------ DATA FOR THIS TASK

//! spendtrack - Terminal personal-finance tracker
//!
//! Record expenses, group them by category, set monthly budgets, and view
//! aggregate summaries: monthly totals, category breakdowns, budget vs.
//! actual, and month-over-month insights.
//!
//! # Architecture
//!
//! - `config`: Path resolution and user settings
//! - `error`: Custom error types
//! - `models`: Core data models (money, transactions, budgets, categories)
//! - `validation`: Field-level checks for user input
//! - `aggregate`: Pure derivations over transactions and budgets
//! - `storage`: JSON file storage layer
//! - `services`: Business rules and the mutation traits forms submit through
//! - `notify`: Notifications emitted by forms
//! - `forms`: Form state machines for add/edit/delete
//! - `display`: Terminal tables and charts
//! - `export`: CSV and JSON export
//! - `cli`: Command handlers for the `spendtrack` binary
//!
//! # Example
//!
//! ```rust,ignore
//! use spendtrack::aggregate::DashboardSummary;
//! use spendtrack::config::SpendPaths;
//! use spendtrack::storage::Storage;
//!
//! let mut storage = Storage::new(SpendPaths::new()?)?;
//! storage.load_all()?;
//! let summary = DashboardSummary::build(
//!     &storage.transactions.get_all()?,
//!     &storage.budgets.get_all()?,
//!     chrono::Local::now().date_naive(),
//!     3,
//! );
//! ```

pub mod aggregate;
pub mod cli;
pub mod config;
pub mod display;
pub mod error;
pub mod export;
pub mod forms;
pub mod models;
pub mod notify;
pub mod services;
pub mod storage;
pub mod validation;

pub use error::{SpendError, SpendResult};
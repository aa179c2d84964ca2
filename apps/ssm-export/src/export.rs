use std::{fs, io::Write, path::PathBuf};

use ssm_domain::{
	artifact, filename,
	filter::{FilterDecision, StateFilter},
	role,
};
use ssm_storage::{
	maps::{MapSource, SortColumn},
	models::MapRecord,
};

use crate::{
	Error, Result,
	console::{self, ProgressTable},
};

/// What happened to a single map during a run.
#[derive(Debug, PartialEq, Eq)]
pub enum RecordOutcome {
	Skipped(FilterDecision),
	Emitted(PathBuf),
}

#[derive(Debug, Default, PartialEq, Eq)]
pub struct ExportSummary {
	pub scanned: usize,
	pub exported: usize,
	/// Written paths, in the order the maps were listed.
	pub artifacts: Vec<PathBuf>,
}

/// Lists every map, keeps those the filter accepts, and writes each one to its own JSON file.
///
/// A run is a full rescan with no state carried between runs. Paths are deterministic, so a
/// rerun overwrites the same files with the same bytes.
pub struct Exporter<'a, S> {
	source: &'a S,
	filter: StateFilter,
	output_dir: PathBuf,
	order_by: SortColumn,
}
impl<'a, S> Exporter<'a, S>
where
	S: MapSource,
{
	pub fn new(source: &'a S, filter: StateFilter, output_dir: impl Into<PathBuf>) -> Self {
		Self { source, filter, output_dir: output_dir.into(), order_by: SortColumn::ModifiedAt }
	}

	pub fn order_by(mut self, order_by: SortColumn) -> Self {
		self.order_by = order_by;

		self
	}

	pub async fn run<W>(&self, progress: &mut ProgressTable<W>) -> Result<ExportSummary>
	where
		W: Write,
	{
		tracing::info!(
			output_dir = %self.output_dir.display(),
			order_by = self.order_by.column(),
			state = self.filter.state(),
			"Export started."
		);

		let records = self.source.fetch_maps(self.order_by).await?;

		tracing::info!(rows = records.len(), "Fetched maps.");

		progress.header().map_err(Error::Console)?;

		let mut summary = ExportSummary::default();

		for record in &records {
			summary.scanned += 1;

			match self.process(record, summary.exported + 1, progress)? {
				RecordOutcome::Skipped(decision) => {
					tracing::debug!(map_id = record.id, reason = decision.as_str(), "Skipped map.");
				},
				RecordOutcome::Emitted(path) => {
					summary.exported += 1;
					summary.artifacts.push(path);
				},
			}
		}

		tracing::info!(scanned = summary.scanned, exported = summary.exported, "Export finished.");

		Ok(summary)
	}

	fn process<W>(
		&self,
		record: &MapRecord,
		count: usize,
		progress: &mut ProgressTable<W>,
	) -> Result<RecordOutcome>
	where
		W: Write,
	{
		let decision = self.filter.evaluate(&record.document, record.owner);

		if !decision.is_export() {
			return Ok(RecordOutcome::Skipped(decision));
		}

		let size = artifact::compact_len(&record.document)
			.map_err(|source| Error::Render { map_id: record.id, source })?;
		let last_modified = console::format_last_modified(record.modified_at)
			.map_err(|source| Error::Timestamp { map_id: record.id, source })?;

		progress.row(count, size, &last_modified).map_err(Error::Console)?;

		let path = self.write_artifact(record)?;

		tracing::debug!(
			map_id = record.id,
			name = record.name.as_deref().unwrap_or_default(),
			path = %path.display(),
			"Wrote artifact."
		);

		Ok(RecordOutcome::Emitted(path))
	}

	fn write_artifact(&self, record: &MapRecord) -> Result<PathBuf> {
		fs::create_dir_all(&self.output_dir)
			.map_err(|source| Error::CreateDir { path: self.output_dir.clone(), source })?;

		let path =
			filename::build_path(&self.output_dir, role::role_of(&record.document), record.id);
		let bytes = artifact::render(&record.document)
			.map_err(|source| Error::Render { map_id: record.id, source })?;

		fs::write(&path, bytes)
			.map_err(|source| Error::WriteArtifact { path: path.clone(), source })?;

		Ok(path)
	}
}
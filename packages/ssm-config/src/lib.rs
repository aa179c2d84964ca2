mod error;
mod types;

pub use error::{Error, Result};
pub use types::{Config, Export, Postgres, Service, Storage};

use std::{
	env, fs,
	path::{Path, PathBuf},
};

/// Optional path of a TOML config file.
pub const CONFIG_PATH_VAR: &str = "SSM_EXPORT_CONFIG";
/// Overrides `storage.postgres.dsn`.
pub const PG_DSN_VAR: &str = "SSM_PG_DSN";

pub fn load(path: &Path) -> Result<Config> {
	let mut cfg = read(path)?;

	normalize(&mut cfg);

	validate(&cfg)?;

	Ok(cfg)
}

pub fn from_env() -> Result<Config> {
	from_vars(|key| env::var(key).ok())
}

/// Resolves the config the same way as [`from_env`], reading variables through `var`.
pub fn from_vars<F>(var: F) -> Result<Config>
where
	F: Fn(&str) -> Option<String>,
{
	let mut cfg = match var(CONFIG_PATH_VAR).filter(|path| !path.trim().is_empty()) {
		Some(path) => read(&PathBuf::from(path))?,
		None => Config::default(),
	};

	if let Some(dsn) = var(PG_DSN_VAR) {
		cfg.storage.postgres.dsn = dsn;
	}

	normalize(&mut cfg);

	validate(&cfg)?;

	Ok(cfg)
}

pub fn validate(cfg: &Config) -> Result<()> {
	if cfg.storage.postgres.dsn.is_empty() {
		return Err(invalid(
			"storage.postgres.dsn",
			format!("must be non-empty; set it or {PG_DSN_VAR}."),
		));
	}
	if cfg.storage.postgres.pool_max_conns == 0 {
		return Err(invalid("storage.postgres.pool_max_conns", "must be greater than zero."));
	}
	if !is_sql_identifier(&cfg.export.table) {
		return Err(invalid(
			"export.table",
			format!("{:?} is not a plain SQL identifier.", cfg.export.table),
		));
	}
	if cfg.export.state.is_empty() {
		return Err(invalid("export.state", "must be non-empty."));
	}

	Ok(())
}

fn invalid(field: &'static str, message: impl Into<String>) -> Error {
	Error::Validation { field, message: message.into() }
}

fn read(path: &Path) -> Result<Config> {
	let raw = fs::read_to_string(path)
		.map_err(|err| Error::ReadConfig { path: path.to_path_buf(), source: err })?;

	toml::from_str(&raw).map_err(|err| Error::ParseConfig { path: path.to_path_buf(), source: err })
}

fn normalize(cfg: &mut Config) {
	cfg.storage.postgres.dsn = cfg.storage.postgres.dsn.trim().to_string();
	cfg.export.table = cfg.export.table.trim().to_string();
	cfg.export.state = cfg.export.state.trim().to_string();

	cfg.export.excluded_owners.sort_unstable();
	cfg.export.excluded_owners.dedup();

	if cfg.service.log_level.trim().is_empty() {
		cfg.service.log_level = "info".to_string();
	}
}

pub fn is_sql_identifier(name: &str) -> bool {
	let mut chars = name.chars();

	match chars.next() {
		Some(first) if first.is_ascii_alphabetic() || first == '_' => {},
		_ => return false,
	}

	chars.all(|ch| ch.is_ascii_alphanumeric() || ch == '_')
}
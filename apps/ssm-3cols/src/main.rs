use clap::Parser;

use ssm_3cols::Args;

fn main() -> color_eyre::Result<()> {
	color_eyre::install()?;
	let args = Args::parse();
	ssm_3cols::run(args)
}
use serde::Serialize;
use serde_json::{Map, Value, ser::PrettyFormatter};

const INDENT: &[u8] = b"    ";

/// Rebuilds `value` with every object's keys in lexicographic order.
///
/// `serde_json` already keeps keys sorted unless `preserve_order` is enabled somewhere in the
/// build; rebuilding keeps the output stable either way.
pub fn canonicalize(value: &Value) -> Value {
	match value {
		Value::Object(map) => {
			let mut entries = map.iter().collect::<Vec<_>>();

			entries.sort_by(|(a, _), (b, _)| a.cmp(b));

			let mut sorted = Map::new();

			for (key, child) in entries {
				sorted.insert(key.clone(), canonicalize(child));
			}

			Value::Object(sorted)
		},
		Value::Array(items) => Value::Array(items.iter().map(canonicalize).collect()),
		other => other.clone(),
	}
}

/// Renders a document as sorted-key JSON indented by four spaces, without a trailing newline.
pub fn render(document: &Value) -> serde_json::Result<Vec<u8>> {
	let mut out = Vec::new();
	let mut serializer =
		serde_json::Serializer::with_formatter(&mut out, PrettyFormatter::with_indent(INDENT));

	canonicalize(document).serialize(&mut serializer)?;

	Ok(out)
}

/// Byte length of the compact JSON text, used for progress reporting.
pub fn compact_len(document: &Value) -> serde_json::Result<usize> {
	Ok(serde_json::to_vec(document)?.len())
}
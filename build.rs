use vergen_gitcl::{CargoBuilder, Emitter, GitclBuilder};

fn main() -> Result<(), Box<dyn std::error::Error>> {
	let cargo = CargoBuilder::default().target_triple(true).build()?;
	let gitcl = GitclBuilder::default().sha(true).build()?;

	Emitter::default().add_instructions(&cargo)?.add_instructions(&gitcl)?.emit()?;

	Ok(())
}
use std::path::PathBuf;

pub type Result<T, E = Error> = std::result::Result<T, E>;

#[derive(Debug, thiserror::Error)]
pub enum Error {
	#[error("Failed to list code matrices in {path:?}.")]
	ReadDir { path: PathBuf, source: std::io::Error },
	#[error("Failed to create output directory {path:?}.")]
	CreateDir { path: PathBuf, source: std::io::Error },
	#[error("Failed to read code matrix {path:?}.")]
	ReadMatrix { path: PathBuf, source: csv::Error },
	#[error("Code matrix {path:?} has no header row.")]
	MissingHeader { path: PathBuf },
	#[error("Code matrix {path:?}, row {row:?}, column {column:?}: {value:?} is not an integer.")]
	InvalidCell { path: PathBuf, row: String, column: String, value: String },
	#[error("Failed to write 3cols file {path:?}.")]
	WriteOutput { path: PathBuf, source: csv::Error },
	#[error("Failed to write progress to the console.")]
	Console(#[source] std::io::Error),
}
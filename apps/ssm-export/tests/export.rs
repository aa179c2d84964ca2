use std::{fs, path::PathBuf};

use serde_json::{Value, json};
use time::{PrimitiveDateTime, macros::datetime};

use ssm_config::Export;
use ssm_domain::{artifact, filter::StateFilter};
use ssm_export::{
	Error,
	console::{HEADER, ProgressTable, RULE_WIDTH},
	export::{ExportSummary, Exporter},
};
use ssm_storage::{
	maps::{MapSource, MemoryMaps, SortColumn},
	models::MapRecord,
};

struct UnreachableStore;
impl MapSource for UnreachableStore {
	async fn fetch_maps(&self, _order_by: SortColumn) -> ssm_storage::Result<Vec<MapRecord>> {
		Err(ssm_storage::Error::InvalidArgument("connection refused".to_string()))
	}
}

fn map(id: i64, owner: i64, document: Value, modified_at: PrimitiveDateTime) -> MapRecord {
	MapRecord {
		id,
		owner,
		document,
		created_at: datetime!(2015-01-01 00:00),
		modified_at,
		name: Some(format!("map {id}")),
	}
}

fn sample_maps() -> MemoryMaps {
	MemoryMaps::new(vec![
		map(
			1,
			5,
			json!({ "state": "NY", "nodes": [{ "type": "role", "name": "Lead Planner" }] }),
			datetime!(2016-01-02 10:00),
		),
		map(2, 5, json!({ "state": "CA" }), datetime!(2016-01-01 08:15)),
		map(3, 2, json!({ "state": "NY" }), datetime!(2016-01-03 12:00)),
		map(4, 7, json!({ "state": "NY" }), datetime!(2015-12-31 23:59:30)),
		map(
			5,
			7,
			json!({ "nodes": [{ "type": "role", "name": "Ghost" }] }),
			datetime!(2016-02-01 00:00),
		),
	])
}

fn default_filter() -> StateFilter {
	StateFilter::from_config(&Export::default())
}

fn progress_lines(progress: ProgressTable<Vec<u8>>) -> Vec<String> {
	String::from_utf8(progress.into_inner())
		.expect("Progress output must be UTF-8.")
		.lines()
		.map(str::to_string)
		.collect()
}

async fn export_into(source: &MemoryMaps, output_dir: PathBuf) -> (ExportSummary, Vec<String>) {
	let exporter = Exporter::new(source, default_filter(), output_dir);
	let mut progress = ProgressTable::new(Vec::new());
	let summary = exporter.run(&mut progress).await.expect("Export must succeed.");

	(summary, progress_lines(progress))
}

#[tokio::test]
async fn exports_qualifying_maps_in_modified_order() {
	let dir = tempfile::tempdir().expect("Failed to create temp dir.");
	let out = dir.path().join("ny");
	let maps = sample_maps();
	let (summary, lines) = export_into(&maps, out.clone()).await;

	assert_eq!(summary.scanned, 5);
	assert_eq!(summary.exported, 2);
	assert_eq!(
		summary.artifacts,
		vec![out.join("no_role-4.json"), out.join("Lead_Planner-1.json")]
	);

	let no_role_size = artifact::compact_len(&json!({ "state": "NY" })).expect("len");
	let lead_size = artifact::compact_len(
		&json!({ "state": "NY", "nodes": [{ "type": "role", "name": "Lead Planner" }] }),
	)
	.expect("len");

	assert_eq!(lines.len(), 4);
	assert_eq!(lines[0], HEADER);
	assert_eq!(lines[1], "_".repeat(RULE_WIDTH));
	assert_eq!(lines[2], format!("   1. {no_role_size:>12}  2015-12-31 23:59"));
	assert_eq!(lines[3], format!("   2. {lead_size:>12}  2016-01-02 10:00"));

	let mut written = fs::read_dir(&out)
		.expect("Output directory must exist.")
		.map(|entry| entry.expect("entry").file_name().into_string().expect("utf8"))
		.collect::<Vec<_>>();

	written.sort();

	assert_eq!(written, vec!["Lead_Planner-1.json".to_string(), "no_role-4.json".to_string()]);
}

#[tokio::test]
async fn artifacts_hold_sorted_indented_documents() {
	let dir = tempfile::tempdir().expect("Failed to create temp dir.");
	let maps = sample_maps();
	let (summary, _) = export_into(&maps, dir.path().to_path_buf()).await;
	let lead = fs::read_to_string(&summary.artifacts[1]).expect("Failed to read artifact.");
	let expected = r#"{
    "nodes": [
        {
            "name": "Lead Planner",
            "type": "role"
        }
    ],
    "state": "NY"
}"#;

	assert_eq!(lead, expected);

	let reparsed: Value = serde_json::from_str(&lead).expect("Artifact must be JSON.");

	assert_eq!(artifact::render(&reparsed).expect("Failed to render."), lead.as_bytes());
}

#[tokio::test]
async fn rerun_overwrites_with_identical_bytes() {
	let dir = tempfile::tempdir().expect("Failed to create temp dir.");
	let maps = sample_maps();
	let stale = dir.path().join("Lead_Planner-1.json");

	fs::write(&stale, "stale content that is longer than the real artifact".repeat(20))
		.expect("Failed to seed stale artifact.");

	let (first, _) = export_into(&maps, dir.path().to_path_buf()).await;
	let first_bytes = first
		.artifacts
		.iter()
		.map(|path| fs::read(path).expect("Failed to read artifact."))
		.collect::<Vec<_>>();
	let (second, _) = export_into(&maps, dir.path().to_path_buf()).await;
	let second_bytes = second
		.artifacts
		.iter()
		.map(|path| fs::read(path).expect("Failed to read artifact."))
		.collect::<Vec<_>>();

	assert_eq!(first, second);
	assert_eq!(first_bytes, second_bytes);
	assert!(!String::from_utf8_lossy(&first_bytes[1]).contains("stale"));
}

#[tokio::test]
async fn nested_output_directory_is_created() {
	let dir = tempfile::tempdir().expect("Failed to create temp dir.");
	let out = dir.path().join("a").join("b").join("c");
	let maps = sample_maps();
	let (summary, _) = export_into(&maps, out.clone()).await;

	assert!(out.is_dir());
	assert!(summary.artifacts.iter().all(|path| path.starts_with(&out) && path.is_file()));
}

#[tokio::test]
async fn nothing_qualifying_writes_nothing() {
	let dir = tempfile::tempdir().expect("Failed to create temp dir.");
	let out = dir.path().join("empty");
	let maps = MemoryMaps::new(vec![
		map(1, 5, json!({ "state": "CA" }), datetime!(2016-01-01 00:00)),
		map(2, 2, json!({ "state": "NY" }), datetime!(2016-01-02 00:00)),
		map(3, 5, json!([1, 2, 3]), datetime!(2016-01-03 00:00)),
	]);
	let (summary, lines) = export_into(&maps, out.clone()).await;

	assert_eq!(summary, ExportSummary { scanned: 3, exported: 0, artifacts: Vec::new() });
	assert_eq!(lines.len(), 2);
	assert!(!out.exists());
}

#[tokio::test]
async fn malformed_role_nodes_do_not_abort() {
	let dir = tempfile::tempdir().expect("Failed to create temp dir.");
	let maps = MemoryMaps::new(vec![
		map(10, 1, json!({ "state": "NY", "nodes": "not a list" }), datetime!(2016-01-01 00:00)),
		map(
			11,
			1,
			json!({ "state": "NY", "nodes": [{ "name": "untyped" }] }),
			datetime!(2016-01-02 00:00),
		),
		map(
			12,
			1,
			json!({ "state": "NY", "nodes": [{ "type": "role", "name": "R&D / Ops!!" }] }),
			datetime!(2016-01-03 00:00),
		),
	]);
	let (summary, _) = export_into(&maps, dir.path().to_path_buf()).await;
	let names = summary
		.artifacts
		.iter()
		.map(|path| path.file_name().and_then(|name| name.to_str()).expect("name").to_string())
		.collect::<Vec<_>>();

	assert_eq!(names, vec!["no_role-10.json", "no_role-11.json", "R_D_Ops-12.json"]);
}

#[tokio::test]
async fn order_can_follow_another_column() {
	let dir = tempfile::tempdir().expect("Failed to create temp dir.");
	let maps = sample_maps();
	let exporter = Exporter::new(&maps, default_filter(), dir.path()).order_by(SortColumn::Id);
	let mut progress = ProgressTable::new(Vec::new());
	let summary = exporter.run(&mut progress).await.expect("Export must succeed.");

	assert_eq!(
		summary.artifacts,
		vec![dir.path().join("Lead_Planner-1.json"), dir.path().join("no_role-4.json")]
	);
}

#[tokio::test]
async fn unwritable_output_directory_is_fatal() {
	let dir = tempfile::tempdir().expect("Failed to create temp dir.");
	let blocker = dir.path().join("not-a-dir");

	fs::write(&blocker, "").expect("Failed to create blocking file.");

	let maps = sample_maps();
	let exporter = Exporter::new(&maps, default_filter(), blocker.join("out"));
	let mut progress = ProgressTable::new(Vec::new());
	let err = exporter.run(&mut progress).await.expect_err("Expected a directory error.");

	match err {
		Error::CreateDir { path, .. } => assert_eq!(path, blocker.join("out")),
		other => panic!("Unexpected error: {other:?}"),
	}

	// The first qualifying map was reported before the write failed; nothing after it was.
	assert_eq!(progress_lines(progress).len(), 3);
}

#[tokio::test]
async fn artifact_write_failure_is_fatal() {
	let dir = tempfile::tempdir().expect("Failed to create temp dir.");
	let out = dir.path().join("out");
	let occupied = out.join("no_role-1.json");

	fs::create_dir_all(&occupied).expect("Failed to create blocking directory.");

	let maps = MemoryMaps::new(vec![
		map(1, 5, json!({ "state": "NY" }), datetime!(2016-01-01 00:00)),
		map(2, 5, json!({ "state": "NY" }), datetime!(2016-01-02 00:00)),
	]);
	let exporter = Exporter::new(&maps, default_filter(), out.clone());
	let mut progress = ProgressTable::new(Vec::new());
	let err = exporter.run(&mut progress).await.expect_err("Expected a write error.");

	match err {
		Error::WriteArtifact { path, .. } => assert_eq!(path, occupied),
		other => panic!("Unexpected error: {other:?}"),
	}

	assert_eq!(progress_lines(progress).len(), 3);
	assert!(occupied.is_dir());
	assert!(!out.join("no_role-2.json").exists());
}

#[tokio::test]
async fn source_failure_stops_before_any_output() {
	let dir = tempfile::tempdir().expect("Failed to create temp dir.");
	let exporter = Exporter::new(&UnreachableStore, default_filter(), dir.path().join("out"));
	let mut progress = ProgressTable::new(Vec::new());
	let err = exporter.run(&mut progress).await.expect_err("Expected a storage error.");

	assert!(matches!(err, Error::Storage(_)), "Unexpected error: {err:?}");
	assert!(progress.into_inner().is_empty());
	assert!(!dir.path().join("out").exists());
}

------------

WHAT TO PRODUCE - Exactly one number is wanted in reply: the count of lines above that hold the string "monthly".

RESULT OF THIS EXERCISE - 2